» Prompt: Print, exactly as written, every line from the first line of the records below through the line containing "#[derive(Debug, Clone, Copy)]", and nothing further.

» Working data:
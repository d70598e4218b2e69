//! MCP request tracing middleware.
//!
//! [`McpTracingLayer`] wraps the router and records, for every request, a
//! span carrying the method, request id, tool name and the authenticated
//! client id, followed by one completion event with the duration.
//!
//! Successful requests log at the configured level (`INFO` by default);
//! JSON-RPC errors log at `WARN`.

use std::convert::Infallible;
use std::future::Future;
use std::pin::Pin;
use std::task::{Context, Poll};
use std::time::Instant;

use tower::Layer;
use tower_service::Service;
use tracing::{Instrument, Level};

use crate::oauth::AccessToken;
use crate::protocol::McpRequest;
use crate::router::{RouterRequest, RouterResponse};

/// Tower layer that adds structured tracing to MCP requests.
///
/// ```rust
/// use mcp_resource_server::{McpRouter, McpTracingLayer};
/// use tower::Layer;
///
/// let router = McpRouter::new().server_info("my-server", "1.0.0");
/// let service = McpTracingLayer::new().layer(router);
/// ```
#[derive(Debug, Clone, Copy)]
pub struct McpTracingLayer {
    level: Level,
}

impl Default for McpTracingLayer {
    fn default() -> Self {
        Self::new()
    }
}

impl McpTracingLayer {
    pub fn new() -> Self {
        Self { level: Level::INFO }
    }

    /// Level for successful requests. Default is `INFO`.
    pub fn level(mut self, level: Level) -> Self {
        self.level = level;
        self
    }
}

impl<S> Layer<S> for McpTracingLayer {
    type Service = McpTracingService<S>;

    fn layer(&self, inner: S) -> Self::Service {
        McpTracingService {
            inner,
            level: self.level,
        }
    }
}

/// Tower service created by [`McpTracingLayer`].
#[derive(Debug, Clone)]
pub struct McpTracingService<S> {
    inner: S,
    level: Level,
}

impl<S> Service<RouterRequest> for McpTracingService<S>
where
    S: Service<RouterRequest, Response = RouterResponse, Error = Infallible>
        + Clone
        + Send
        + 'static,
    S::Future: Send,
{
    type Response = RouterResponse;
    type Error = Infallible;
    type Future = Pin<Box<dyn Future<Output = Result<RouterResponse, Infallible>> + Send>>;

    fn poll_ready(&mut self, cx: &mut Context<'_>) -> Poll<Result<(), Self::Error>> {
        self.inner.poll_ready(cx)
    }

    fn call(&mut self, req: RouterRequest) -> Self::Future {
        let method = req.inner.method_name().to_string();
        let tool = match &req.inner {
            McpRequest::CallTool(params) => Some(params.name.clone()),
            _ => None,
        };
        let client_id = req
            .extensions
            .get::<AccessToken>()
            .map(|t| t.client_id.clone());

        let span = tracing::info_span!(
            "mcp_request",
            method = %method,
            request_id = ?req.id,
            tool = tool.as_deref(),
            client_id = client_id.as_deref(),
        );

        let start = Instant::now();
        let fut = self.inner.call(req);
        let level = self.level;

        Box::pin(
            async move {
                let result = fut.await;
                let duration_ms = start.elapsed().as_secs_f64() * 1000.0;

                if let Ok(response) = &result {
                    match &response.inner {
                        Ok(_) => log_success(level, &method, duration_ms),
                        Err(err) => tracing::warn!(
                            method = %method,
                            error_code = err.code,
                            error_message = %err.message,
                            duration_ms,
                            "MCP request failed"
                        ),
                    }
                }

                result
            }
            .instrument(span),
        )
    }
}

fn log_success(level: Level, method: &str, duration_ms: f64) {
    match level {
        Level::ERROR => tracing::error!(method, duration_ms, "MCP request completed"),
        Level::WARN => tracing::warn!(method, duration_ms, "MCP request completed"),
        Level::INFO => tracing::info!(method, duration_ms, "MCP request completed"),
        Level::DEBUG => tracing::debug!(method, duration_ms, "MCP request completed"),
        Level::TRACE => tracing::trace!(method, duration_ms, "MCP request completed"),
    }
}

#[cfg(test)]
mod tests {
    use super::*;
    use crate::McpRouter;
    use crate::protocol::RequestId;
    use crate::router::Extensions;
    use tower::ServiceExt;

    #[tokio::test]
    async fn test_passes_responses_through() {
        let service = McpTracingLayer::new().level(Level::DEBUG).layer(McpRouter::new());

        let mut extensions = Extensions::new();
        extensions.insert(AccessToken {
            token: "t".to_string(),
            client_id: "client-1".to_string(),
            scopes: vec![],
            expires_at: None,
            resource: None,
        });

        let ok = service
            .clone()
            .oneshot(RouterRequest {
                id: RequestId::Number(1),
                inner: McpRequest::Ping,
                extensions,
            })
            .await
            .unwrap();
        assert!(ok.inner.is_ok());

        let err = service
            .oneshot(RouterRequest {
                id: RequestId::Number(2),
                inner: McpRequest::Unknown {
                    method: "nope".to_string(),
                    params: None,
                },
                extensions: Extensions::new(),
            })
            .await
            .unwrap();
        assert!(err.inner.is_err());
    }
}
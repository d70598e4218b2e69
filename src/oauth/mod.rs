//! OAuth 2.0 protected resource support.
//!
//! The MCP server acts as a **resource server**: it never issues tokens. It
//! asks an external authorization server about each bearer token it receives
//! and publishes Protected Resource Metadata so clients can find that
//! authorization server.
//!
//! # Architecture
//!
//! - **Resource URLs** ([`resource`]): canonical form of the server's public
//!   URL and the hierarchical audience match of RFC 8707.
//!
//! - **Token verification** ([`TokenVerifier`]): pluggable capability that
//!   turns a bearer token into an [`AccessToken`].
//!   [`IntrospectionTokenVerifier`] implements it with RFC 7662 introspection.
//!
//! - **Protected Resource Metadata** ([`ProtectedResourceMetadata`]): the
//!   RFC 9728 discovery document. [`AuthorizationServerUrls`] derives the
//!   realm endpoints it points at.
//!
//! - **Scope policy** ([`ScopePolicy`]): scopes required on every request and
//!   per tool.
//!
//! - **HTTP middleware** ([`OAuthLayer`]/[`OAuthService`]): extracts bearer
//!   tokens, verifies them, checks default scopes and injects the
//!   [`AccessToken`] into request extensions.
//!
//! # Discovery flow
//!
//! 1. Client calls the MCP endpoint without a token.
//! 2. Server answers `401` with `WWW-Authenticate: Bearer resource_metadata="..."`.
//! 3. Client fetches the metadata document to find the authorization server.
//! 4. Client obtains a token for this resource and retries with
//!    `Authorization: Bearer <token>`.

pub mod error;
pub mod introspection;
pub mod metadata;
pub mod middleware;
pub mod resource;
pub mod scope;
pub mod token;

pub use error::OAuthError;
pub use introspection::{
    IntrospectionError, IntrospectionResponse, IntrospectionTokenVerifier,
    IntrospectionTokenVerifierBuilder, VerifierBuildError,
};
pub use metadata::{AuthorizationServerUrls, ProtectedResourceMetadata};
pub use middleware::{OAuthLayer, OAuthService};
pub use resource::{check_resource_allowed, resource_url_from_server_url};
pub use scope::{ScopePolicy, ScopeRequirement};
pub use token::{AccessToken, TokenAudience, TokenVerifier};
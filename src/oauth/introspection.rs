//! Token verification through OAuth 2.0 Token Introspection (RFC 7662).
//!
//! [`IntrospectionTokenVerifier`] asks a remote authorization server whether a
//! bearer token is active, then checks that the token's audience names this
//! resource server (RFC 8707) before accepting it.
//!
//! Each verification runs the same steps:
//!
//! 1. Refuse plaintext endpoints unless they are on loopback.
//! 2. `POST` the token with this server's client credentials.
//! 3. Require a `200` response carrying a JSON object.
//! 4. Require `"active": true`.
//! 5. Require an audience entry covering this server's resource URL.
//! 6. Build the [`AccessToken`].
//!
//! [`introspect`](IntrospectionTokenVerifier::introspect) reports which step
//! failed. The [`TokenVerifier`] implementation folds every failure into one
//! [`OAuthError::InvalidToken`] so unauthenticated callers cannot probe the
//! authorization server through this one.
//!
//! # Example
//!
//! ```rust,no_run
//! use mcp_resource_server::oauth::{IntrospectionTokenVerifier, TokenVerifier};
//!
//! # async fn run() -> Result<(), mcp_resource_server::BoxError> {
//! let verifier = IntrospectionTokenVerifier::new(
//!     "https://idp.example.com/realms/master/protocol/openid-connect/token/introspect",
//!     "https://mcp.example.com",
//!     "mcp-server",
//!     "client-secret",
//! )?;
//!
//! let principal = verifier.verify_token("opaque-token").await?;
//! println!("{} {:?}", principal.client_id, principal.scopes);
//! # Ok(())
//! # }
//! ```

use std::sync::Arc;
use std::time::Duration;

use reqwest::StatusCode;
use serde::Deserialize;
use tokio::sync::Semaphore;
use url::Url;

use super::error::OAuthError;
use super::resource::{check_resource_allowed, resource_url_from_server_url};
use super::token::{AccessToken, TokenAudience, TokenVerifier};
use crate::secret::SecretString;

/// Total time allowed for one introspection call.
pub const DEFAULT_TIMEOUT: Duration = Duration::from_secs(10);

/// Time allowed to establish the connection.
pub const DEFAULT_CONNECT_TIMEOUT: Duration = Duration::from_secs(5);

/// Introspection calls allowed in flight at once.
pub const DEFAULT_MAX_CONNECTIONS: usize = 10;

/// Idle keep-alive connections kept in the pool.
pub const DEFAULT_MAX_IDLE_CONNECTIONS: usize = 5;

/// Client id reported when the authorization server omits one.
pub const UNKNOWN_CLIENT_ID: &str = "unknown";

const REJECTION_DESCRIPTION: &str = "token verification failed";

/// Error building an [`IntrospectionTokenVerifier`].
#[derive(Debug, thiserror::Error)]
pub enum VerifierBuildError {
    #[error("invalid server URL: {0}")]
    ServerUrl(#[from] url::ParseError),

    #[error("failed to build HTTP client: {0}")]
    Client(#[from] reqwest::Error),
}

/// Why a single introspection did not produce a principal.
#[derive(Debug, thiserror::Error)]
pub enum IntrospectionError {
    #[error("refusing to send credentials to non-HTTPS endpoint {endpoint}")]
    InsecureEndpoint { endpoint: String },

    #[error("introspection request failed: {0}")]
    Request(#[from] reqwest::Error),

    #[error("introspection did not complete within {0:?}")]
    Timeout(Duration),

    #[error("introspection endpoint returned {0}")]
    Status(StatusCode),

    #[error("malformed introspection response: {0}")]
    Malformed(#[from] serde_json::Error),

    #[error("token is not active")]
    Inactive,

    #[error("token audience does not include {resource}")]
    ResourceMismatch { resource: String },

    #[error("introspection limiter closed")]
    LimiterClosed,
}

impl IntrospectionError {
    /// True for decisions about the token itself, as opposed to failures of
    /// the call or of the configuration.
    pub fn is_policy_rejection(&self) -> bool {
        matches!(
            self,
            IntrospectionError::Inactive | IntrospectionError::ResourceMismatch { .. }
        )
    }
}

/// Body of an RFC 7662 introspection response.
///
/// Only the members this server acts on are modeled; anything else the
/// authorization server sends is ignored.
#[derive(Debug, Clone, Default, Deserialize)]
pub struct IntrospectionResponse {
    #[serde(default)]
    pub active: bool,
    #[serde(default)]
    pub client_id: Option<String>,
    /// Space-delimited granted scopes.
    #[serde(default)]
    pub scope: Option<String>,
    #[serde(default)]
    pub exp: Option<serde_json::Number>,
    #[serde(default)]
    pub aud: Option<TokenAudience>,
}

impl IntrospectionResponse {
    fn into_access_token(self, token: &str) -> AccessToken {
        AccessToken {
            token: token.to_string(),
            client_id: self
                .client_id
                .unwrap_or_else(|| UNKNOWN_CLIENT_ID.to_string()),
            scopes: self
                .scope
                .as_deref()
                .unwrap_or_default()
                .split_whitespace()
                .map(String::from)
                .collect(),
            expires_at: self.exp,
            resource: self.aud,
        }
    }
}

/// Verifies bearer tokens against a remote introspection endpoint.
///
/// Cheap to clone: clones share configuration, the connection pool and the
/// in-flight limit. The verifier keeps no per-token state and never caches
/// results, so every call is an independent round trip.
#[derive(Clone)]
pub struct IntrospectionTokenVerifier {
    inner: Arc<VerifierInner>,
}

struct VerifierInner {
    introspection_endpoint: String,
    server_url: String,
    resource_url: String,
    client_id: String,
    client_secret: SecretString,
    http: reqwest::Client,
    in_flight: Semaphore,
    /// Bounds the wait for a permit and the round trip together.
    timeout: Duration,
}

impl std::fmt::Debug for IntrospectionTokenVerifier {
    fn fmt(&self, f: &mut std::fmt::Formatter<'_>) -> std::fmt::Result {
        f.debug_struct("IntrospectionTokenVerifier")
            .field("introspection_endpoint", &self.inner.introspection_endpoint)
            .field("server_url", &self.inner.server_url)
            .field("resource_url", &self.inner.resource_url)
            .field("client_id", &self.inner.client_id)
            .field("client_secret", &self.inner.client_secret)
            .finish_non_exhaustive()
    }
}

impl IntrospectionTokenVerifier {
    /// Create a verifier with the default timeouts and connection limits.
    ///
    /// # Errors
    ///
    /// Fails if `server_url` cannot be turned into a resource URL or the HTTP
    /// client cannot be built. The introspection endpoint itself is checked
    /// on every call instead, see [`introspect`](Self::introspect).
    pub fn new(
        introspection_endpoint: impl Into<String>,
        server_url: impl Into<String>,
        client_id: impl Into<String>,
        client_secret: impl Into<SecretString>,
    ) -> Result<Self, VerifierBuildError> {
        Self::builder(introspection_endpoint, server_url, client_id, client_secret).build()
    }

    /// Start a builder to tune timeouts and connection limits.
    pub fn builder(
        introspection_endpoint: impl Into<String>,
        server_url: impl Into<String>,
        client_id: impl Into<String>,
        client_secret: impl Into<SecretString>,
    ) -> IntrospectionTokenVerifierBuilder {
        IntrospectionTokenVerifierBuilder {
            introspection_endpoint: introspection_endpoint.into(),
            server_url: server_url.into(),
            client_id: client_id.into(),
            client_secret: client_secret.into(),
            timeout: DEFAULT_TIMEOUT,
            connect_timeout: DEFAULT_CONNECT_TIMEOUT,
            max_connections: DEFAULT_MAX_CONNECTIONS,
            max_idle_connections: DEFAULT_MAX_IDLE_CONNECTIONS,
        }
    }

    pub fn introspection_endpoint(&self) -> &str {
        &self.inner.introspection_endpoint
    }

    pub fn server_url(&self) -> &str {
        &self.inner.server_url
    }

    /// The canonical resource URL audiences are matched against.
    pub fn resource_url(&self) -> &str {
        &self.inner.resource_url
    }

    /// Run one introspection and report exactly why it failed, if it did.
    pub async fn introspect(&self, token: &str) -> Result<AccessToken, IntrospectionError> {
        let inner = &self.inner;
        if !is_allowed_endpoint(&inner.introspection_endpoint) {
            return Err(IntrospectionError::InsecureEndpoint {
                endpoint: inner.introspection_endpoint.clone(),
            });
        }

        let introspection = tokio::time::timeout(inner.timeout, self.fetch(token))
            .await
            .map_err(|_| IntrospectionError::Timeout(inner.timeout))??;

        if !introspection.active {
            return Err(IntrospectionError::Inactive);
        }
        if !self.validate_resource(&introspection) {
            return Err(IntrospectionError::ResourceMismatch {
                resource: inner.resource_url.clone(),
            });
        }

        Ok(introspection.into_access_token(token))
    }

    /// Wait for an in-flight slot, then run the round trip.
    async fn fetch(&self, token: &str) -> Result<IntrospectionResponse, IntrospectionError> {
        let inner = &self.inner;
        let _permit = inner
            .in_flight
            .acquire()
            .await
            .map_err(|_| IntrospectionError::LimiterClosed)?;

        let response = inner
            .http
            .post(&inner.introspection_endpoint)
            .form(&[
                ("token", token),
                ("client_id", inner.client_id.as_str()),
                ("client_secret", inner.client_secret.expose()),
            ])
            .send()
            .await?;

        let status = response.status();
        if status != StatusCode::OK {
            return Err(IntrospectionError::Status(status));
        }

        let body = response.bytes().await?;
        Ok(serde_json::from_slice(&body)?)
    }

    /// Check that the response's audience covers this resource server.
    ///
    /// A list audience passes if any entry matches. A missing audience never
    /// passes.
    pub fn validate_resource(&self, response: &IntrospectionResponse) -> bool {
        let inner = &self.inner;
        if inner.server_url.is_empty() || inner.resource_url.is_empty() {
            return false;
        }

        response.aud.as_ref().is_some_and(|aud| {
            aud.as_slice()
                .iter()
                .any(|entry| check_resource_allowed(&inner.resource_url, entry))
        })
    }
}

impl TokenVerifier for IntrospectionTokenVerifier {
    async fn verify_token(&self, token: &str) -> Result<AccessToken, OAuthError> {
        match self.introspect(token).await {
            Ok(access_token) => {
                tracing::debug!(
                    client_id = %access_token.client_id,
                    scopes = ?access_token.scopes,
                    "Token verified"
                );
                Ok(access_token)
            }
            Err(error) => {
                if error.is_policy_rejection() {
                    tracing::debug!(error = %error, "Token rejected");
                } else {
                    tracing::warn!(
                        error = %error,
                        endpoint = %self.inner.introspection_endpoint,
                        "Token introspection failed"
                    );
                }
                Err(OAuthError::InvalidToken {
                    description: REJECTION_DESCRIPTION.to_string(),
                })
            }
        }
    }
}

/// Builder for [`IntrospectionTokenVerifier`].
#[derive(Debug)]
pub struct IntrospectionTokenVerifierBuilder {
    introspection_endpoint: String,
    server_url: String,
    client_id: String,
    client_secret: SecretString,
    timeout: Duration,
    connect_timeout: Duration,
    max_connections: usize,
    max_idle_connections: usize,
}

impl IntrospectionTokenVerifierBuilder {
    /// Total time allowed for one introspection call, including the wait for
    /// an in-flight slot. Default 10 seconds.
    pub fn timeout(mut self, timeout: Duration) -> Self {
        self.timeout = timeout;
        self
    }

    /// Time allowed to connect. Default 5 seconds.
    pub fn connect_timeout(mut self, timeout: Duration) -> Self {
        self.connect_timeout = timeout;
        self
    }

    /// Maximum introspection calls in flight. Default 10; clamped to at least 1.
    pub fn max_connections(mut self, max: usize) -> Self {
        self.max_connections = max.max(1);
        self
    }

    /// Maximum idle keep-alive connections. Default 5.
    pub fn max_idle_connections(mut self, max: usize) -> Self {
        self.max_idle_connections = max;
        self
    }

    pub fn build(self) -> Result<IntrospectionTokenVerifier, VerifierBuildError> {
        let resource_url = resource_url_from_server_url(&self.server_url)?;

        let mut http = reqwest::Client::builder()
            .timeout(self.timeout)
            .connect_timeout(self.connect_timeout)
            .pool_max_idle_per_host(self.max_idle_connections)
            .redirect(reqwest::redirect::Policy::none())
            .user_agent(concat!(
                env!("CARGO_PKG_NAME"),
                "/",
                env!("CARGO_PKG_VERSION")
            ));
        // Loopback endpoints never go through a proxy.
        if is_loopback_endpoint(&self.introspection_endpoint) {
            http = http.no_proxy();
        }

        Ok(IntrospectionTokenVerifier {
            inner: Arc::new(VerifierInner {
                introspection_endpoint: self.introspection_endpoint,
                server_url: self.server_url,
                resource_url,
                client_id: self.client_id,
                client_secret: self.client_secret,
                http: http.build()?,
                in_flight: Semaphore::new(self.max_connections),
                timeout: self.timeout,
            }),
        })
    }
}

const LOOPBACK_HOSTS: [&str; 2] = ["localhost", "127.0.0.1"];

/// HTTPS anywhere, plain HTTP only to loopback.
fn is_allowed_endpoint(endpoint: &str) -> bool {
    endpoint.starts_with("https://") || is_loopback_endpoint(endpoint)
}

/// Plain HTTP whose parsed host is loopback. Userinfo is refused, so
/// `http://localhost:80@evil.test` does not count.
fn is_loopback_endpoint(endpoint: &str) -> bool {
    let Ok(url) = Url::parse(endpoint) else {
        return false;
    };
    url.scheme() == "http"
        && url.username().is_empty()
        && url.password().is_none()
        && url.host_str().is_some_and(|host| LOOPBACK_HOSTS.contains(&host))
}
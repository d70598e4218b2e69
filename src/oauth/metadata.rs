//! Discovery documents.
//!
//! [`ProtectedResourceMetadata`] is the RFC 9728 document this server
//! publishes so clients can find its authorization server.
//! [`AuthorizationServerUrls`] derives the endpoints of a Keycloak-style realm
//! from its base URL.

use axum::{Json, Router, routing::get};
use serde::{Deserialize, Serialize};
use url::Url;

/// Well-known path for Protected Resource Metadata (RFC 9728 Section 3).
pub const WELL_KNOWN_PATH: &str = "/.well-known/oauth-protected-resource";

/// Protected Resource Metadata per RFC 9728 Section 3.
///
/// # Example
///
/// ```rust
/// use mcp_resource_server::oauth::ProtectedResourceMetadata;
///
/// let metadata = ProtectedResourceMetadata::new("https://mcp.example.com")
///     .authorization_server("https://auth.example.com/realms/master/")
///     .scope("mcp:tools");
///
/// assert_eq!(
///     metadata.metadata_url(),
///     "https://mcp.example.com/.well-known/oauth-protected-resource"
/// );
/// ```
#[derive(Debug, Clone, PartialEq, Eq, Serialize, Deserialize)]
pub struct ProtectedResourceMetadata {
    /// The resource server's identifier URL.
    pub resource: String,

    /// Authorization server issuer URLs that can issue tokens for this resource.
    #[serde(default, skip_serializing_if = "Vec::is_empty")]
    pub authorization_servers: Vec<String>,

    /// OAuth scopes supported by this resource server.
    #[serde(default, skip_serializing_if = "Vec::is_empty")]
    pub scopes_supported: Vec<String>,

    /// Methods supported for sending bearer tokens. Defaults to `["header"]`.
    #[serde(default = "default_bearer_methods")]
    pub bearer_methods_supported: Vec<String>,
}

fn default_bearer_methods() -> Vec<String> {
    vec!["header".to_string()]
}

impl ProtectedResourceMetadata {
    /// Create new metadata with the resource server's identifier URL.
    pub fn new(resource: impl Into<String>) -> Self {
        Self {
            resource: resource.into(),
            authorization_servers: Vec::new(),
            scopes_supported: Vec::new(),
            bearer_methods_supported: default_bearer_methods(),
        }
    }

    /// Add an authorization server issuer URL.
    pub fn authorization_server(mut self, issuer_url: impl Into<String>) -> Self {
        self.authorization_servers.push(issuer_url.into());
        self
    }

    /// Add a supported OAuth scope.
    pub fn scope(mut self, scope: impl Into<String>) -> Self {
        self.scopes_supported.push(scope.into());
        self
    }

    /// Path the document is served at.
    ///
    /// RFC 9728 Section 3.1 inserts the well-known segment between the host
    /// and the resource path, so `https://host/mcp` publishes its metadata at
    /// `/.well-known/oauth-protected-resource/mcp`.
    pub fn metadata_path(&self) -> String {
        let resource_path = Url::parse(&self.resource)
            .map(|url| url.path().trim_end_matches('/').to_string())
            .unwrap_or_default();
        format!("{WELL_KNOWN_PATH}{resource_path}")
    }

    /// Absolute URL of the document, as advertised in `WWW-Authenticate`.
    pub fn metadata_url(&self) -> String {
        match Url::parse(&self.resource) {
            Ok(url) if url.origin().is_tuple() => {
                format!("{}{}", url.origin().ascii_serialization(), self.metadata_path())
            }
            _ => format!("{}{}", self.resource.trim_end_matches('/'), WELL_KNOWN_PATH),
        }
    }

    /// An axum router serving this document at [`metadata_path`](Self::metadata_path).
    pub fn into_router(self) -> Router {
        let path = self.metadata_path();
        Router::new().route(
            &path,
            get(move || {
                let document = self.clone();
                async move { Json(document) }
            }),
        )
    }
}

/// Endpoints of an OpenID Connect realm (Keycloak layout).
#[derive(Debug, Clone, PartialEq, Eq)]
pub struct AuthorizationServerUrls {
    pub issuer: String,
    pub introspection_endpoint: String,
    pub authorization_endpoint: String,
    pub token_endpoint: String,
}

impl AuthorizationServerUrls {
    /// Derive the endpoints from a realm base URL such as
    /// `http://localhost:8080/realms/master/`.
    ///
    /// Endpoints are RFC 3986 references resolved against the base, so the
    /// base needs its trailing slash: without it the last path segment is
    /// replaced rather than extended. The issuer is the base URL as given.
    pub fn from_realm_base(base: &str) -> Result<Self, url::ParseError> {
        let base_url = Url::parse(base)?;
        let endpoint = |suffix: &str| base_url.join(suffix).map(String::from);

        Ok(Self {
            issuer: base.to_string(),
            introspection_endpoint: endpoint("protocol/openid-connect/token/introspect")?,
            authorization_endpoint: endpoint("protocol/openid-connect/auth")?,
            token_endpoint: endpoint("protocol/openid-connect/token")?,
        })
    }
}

» Answer box:
repository d70598e4218b2e69
//! MCP request tracing middleware.
//!
//! [`McpTracingLayer`] wraps the router and records, for every request, a
//! span carrying the method, request id, tool name and the authenticated
//! client id, followed by one completion event with the duration.
//!
//! Successful requests log at the configured level (`INFO` by default);
//! JSON-RPC errors log at `WARN`.

use std::convert::Infallible;
use std::future::Future;
use std::pin::Pin;
use std::task::{Context, Poll};
use std::time::Instant;

use tower::Layer;
use tower_service::Service;
use tracing::{Instrument, Level};

use crate::oauth::AccessToken;
use crate::protocol::McpRequest;
use crate::router::{RouterRequest, RouterResponse};

/// Tower layer that adds structured tracing to MCP requests.
///
/// ```rust
/// use mcp_resource_server::{McpRouter, McpTracingLayer};
/// use tower::Layer;
///
/// let router = McpRouter::new().server_info("my-server", "1.0.0");
/// let service = McpTracingLayer::new().layer(router);
/// ```
#[derive(Debug, Clone, Copy)]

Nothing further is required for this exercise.